Scan the listing below for "async", then report every line that has it.

------ Records to use

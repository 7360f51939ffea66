//! Manually recorded payment model and DTOs.

use placement_core::status::{PaymentStatus, StatusId};
use placement_core::types::{DbId, Timestamp};
use serde::{Deserialize, Serialize};
use sqlx::FromRow;
use validator::Validate;

/// A row from the `payments` table, plus the owner of the placed CV.
#[derive(Debug, Clone, FromRow, Serialize)]
pub struct Payment {
    pub id: DbId,
    pub offer_id: DbId,
    pub payer_id: DbId,
    pub amount_cents: i64,
    pub currency: String,
    pub method: String,
    pub reference: Option<String>,
    pub status_id: StatusId,
    pub reviewed_by: Option<DbId>,
    pub reviewed_at: Option<Timestamp>,
    pub created_at: Timestamp,
    pub updated_at: Timestamp,
    pub cv_owner_id: DbId,
}

impl Payment {
    pub fn status(&self) -> PaymentStatus {
        PaymentStatus::from_id(self.status_id).unwrap_or(PaymentStatus::Rejected)
    }
}

/// DTO for `POST /payments`.
#[derive(Debug, Clone, Deserialize, Validate)]
pub struct CreatePayment {
    pub offer_id: DbId,
    pub amount_cents: i64,
    pub currency: String,
    pub method: String,
    #[validate(length(max = 200))]
    pub reference: Option<String>,
}

/// Query parameters for `GET /payments`.
#[derive(Debug, Clone, Default, Deserialize)]
pub struct PaymentListQuery {
    pub status: Option<String>,
    pub offer_id: Option<DbId>,
    pub limit: Option<i64>,
    pub offset: Option<i64>,
}
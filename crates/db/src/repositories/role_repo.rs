//! Mapping between the typed [`Role`] and rows of the seeded `roles` table.

use placement_core::error::CoreError;
use placement_core::roles::Role;
use placement_core::types::DbId;
use sqlx::PgPool;

use crate::error::DbResult;
use crate::models::role::RoleRecord;

pub struct RoleRepo;

impl RoleRepo {
    /// Database id for `role`. A missing seed row is an internal error.
    pub async fn id_of(pool: &PgPool, role: Role) -> DbResult<DbId> {
        let id: Option<DbId> = sqlx::query_scalar("SELECT id FROM roles WHERE name = $1")
            .bind(role.as_str())
            .fetch_optional(pool)
            .await?;
        id.ok_or_else(|| CoreError::Internal(format!("Role '{role}' is not seeded")).into())
    }

    /// Every role, lowest id first.
    pub async fn list(pool: &PgPool) -> Result<Vec<RoleRecord>, sqlx::Error> {
        sqlx::query_as::<_, RoleRecord>("SELECT id, name, description FROM roles ORDER BY id")
            .fetch_all(pool)
            .await
    }
}
//! Role-based, ownership-aware access control.
//!
//! Every row-level decision in the platform goes through [`authorize`]. The
//! caller works out how the acting user relates to the row ([`Relation`]) and
//! the capability matrix in [`is_allowed`] decides whether the action may
//! proceed. Admins bypass the matrix entirely.
//!
//! Relation meaning per resource:
//!
//! | resource | `Owner`                 | `Counterparty`                     |
//! |----------|-------------------------|------------------------------------|
//! | cv       | managing account        | employer holding an offer/process  |
//! | job      | posting employer        | --                                 |
//! | offer    | employer who made it    | owner of the CV                    |
//! | transfer | requesting account      | receiving account                  |
//! | process  | owner of the CV         | employer running the placement     |
//! | payment  | paying employer         | owner of the CV                    |
//! | user     | the user themself       | --                                 |

use serde::Serialize;

use crate::error::CoreError;
use crate::roles::Role;
use crate::types::DbId;

/// The authenticated principal performing a request.
#[derive(Debug, Clone, Copy, PartialEq, Eq, Serialize)]
pub struct Actor {
    pub user_id: DbId,
    pub role: Role,
}

impl Actor {
    pub fn new(user_id: DbId, role: Role) -> Self {
        Self { user_id, role }
    }

    pub fn is_admin(&self) -> bool {
        self.role == Role::Admin
    }

    /// Relation derived from a single owner column.
    pub fn relation_to(&self, owner_id: DbId) -> Relation {
        if owner_id == self.user_id {
            Relation::Owner
        } else {
            Relation::Stranger
        }
    }
}

/// Protected resource kinds.
#[derive(Debug, Clone, Copy, PartialEq, Eq)]
pub enum Resource {
    Cv,
    Job,
    Offer,
    Transfer,
    Process,
    Payment,
    User,
}

impl Resource {
    /// Display name used in error messages.
    pub fn entity_name(self) -> &'static str {
        match self {
            Resource::Cv => "CV",
            Resource::Job => "Job",
            Resource::Offer => "Offer",
            Resource::Transfer => "Transfer",
            Resource::Process => "Process",
            Resource::Payment => "Payment",
            Resource::User => "User",
        }
    }
}

#[derive(Debug, Clone, Copy, PartialEq, Eq)]
pub enum Action {
    Read,
    Create,
    Update,
    Delete,
    /// Accept / reject style decisions taken by the receiving side.
    Respond,
}

impl Action {
    fn verb(self) -> &'static str {
        match self {
            Action::Read => "view",
            Action::Create => "create",
            Action::Update => "modify",
            Action::Delete => "delete",
            Action::Respond => "respond to",
        }
    }
}

/// How the actor relates to the row being accessed.
#[derive(Debug, Clone, Copy, PartialEq, Eq)]
pub enum Relation {
    Owner,
    Counterparty,
    /// Row is visible to any eligible role (available CVs, job board).
    Public,
    Stranger,
}

/// Row scope applied to list queries.
#[derive(Debug, Clone, Copy, PartialEq, Eq)]
pub enum ListScope {
    All,
    Owned(DbId),
}

/// Admins list everything; everyone else only their own rows.
pub fn list_scope(actor: &Actor) -> ListScope {
    if actor.is_admin() {
        ListScope::All
    } else {
        ListScope::Owned(actor.user_id)
    }
}

/// The capability matrix for non-admin roles.
pub fn is_allowed(role: Role, resource: Resource, action: Action, relation: Relation) -> bool {
    use Action::*;
    use Relation::*;

    if role == Role::Admin {
        return true;
    }

    let party = matches!(relation, Owner | Counterparty);

    match (resource, action) {
        (Resource::Cv, Create) => role.manages_workers(),
        (Resource::Cv, Read) => party || (relation == Public && role.is_employer()),
        (Resource::Cv, Update | Delete) => relation == Owner && role.manages_workers(),
        (Resource::Cv, Respond) => false,

        (Resource::Job, Create) => role.is_employer(),
        (Resource::Job, Read) => true,
        (Resource::Job, Update | Delete) => relation == Owner,
        (Resource::Job, Respond) => false,

        (Resource::Offer, Create) => role.is_employer(),
        (Resource::Offer, Read) => party,
        (Resource::Offer, Respond) => relation == Counterparty,
        (Resource::Offer, Delete) => relation == Owner,
        (Resource::Offer, Update) => false,

        (Resource::Transfer, Create) => role.manages_workers(),
        (Resource::Transfer, Read) => party,
        (Resource::Transfer, Respond) => relation == Counterparty,
        (Resource::Transfer, Delete) => relation == Owner,
        (Resource::Transfer, Update) => false,

        (Resource::Process, Read) => party,
        (Resource::Process, Update) => relation == Owner,
        (Resource::Process, Create | Delete | Respond) => false,

        (Resource::Payment, Create) => role.is_employer(),
        (Resource::Payment, Read) => party,
        (Resource::Payment, Update | Delete | Respond) => false,

        (Resource::User, Read) => relation == Owner,
        (Resource::User, _) => false,
    }
}

/// Reject the action with `Forbidden` unless the matrix allows it.
pub fn authorize(
    actor: &Actor,
    resource: Resource,
    action: Action,
    relation: Relation,
) -> Result<(), CoreError> {
    if is_allowed(actor.role, resource, action, relation) {
        Ok(())
    } else {
        Err(CoreError::Forbidden(format!(
            "Not allowed to {} this {}",
            action.verb(),
            resource.entity_name()
        )))
    }
}

/// Role-only check for actions that do not target an existing row.
pub fn authorize_create(actor: &Actor, resource: Resource) -> Result<(), CoreError> {
    authorize(actor, resource, Action::Create, Relation::Owner)
}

------------

Exercise answer:
    pub async fn id_of(pool: &PgPool, role: Role) -> DbResult<DbId> {
    pub async fn list(pool: &PgPool) -> Result<Vec<RoleRecord>, sqlx::Error> {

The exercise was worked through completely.